Goal of the exercise.
In the records below, count every line that includes the word "writing". Provide the total alone.

(Source data)
◇ ◇ ◇ ◇ ◇ ◇ ◇

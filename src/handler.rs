use crate::sink::ResponseSink;
use bytes::Bytes;
use http::Request;
use std::io;
use std::sync::Arc;

/// Something that answers a request by writing to a [`ResponseSink`].
pub trait Handler {
    /// Handles `req`, writing the response to `res`.
    fn call(&self, req: &Request<Bytes>, res: &mut dyn ResponseSink) -> io::Result<()>;
}

impl<H: Handler + ?Sized> Handler for &H {
    fn call(&self, req: &Request<Bytes>, res: &mut dyn ResponseSink) -> io::Result<()> {
        (**self).call(req, res)
    }
}

impl<H: Handler + ?Sized> Handler for Arc<H> {
    fn call(&self, req: &Request<Bytes>, res: &mut dyn ResponseSink) -> io::Result<()> {
        (**self).call(req, res)
    }
}

impl<H: Handler + ?Sized> Handler for Box<H> {
    fn call(&self, req: &Request<Bytes>, res: &mut dyn ResponseSink) -> io::Result<()> {
        (**self).call(req, res)
    }
}

/// Returns a [`Handler`] that calls `f`.
pub fn handler_fn<F>(f: F) -> HandlerFn<F>
where
    F: Fn(&Request<Bytes>, &mut dyn ResponseSink) -> io::Result<()>,
{
    HandlerFn { f }
}

/// A [`Handler`] implemented by a closure; see [`handler_fn`].
#[derive(Clone, Copy)]
pub struct HandlerFn<F> {
    f: F,
}

impl<F> Handler for HandlerFn<F>
where
    F: Fn(&Request<Bytes>, &mut dyn ResponseSink) -> io::Result<()>,
{
    fn call(&self, req: &Request<Bytes>, res: &mut dyn ResponseSink) -> io::Result<()> {
        (self.f)(req, res)
    }
}

impl<F> std::fmt::Debug for HandlerFn<F> {
    fn fmt(&self, f: &mut std::fmt::Formatter<'_>) -> std::fmt::Result {
        f.debug_struct("HandlerFn")
            .field("f", &std::any::type_name::<F>())
            .finish()
    }
}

◇ ◇ ◇ ◇ ◇ ◇ ◇

Answer below.
2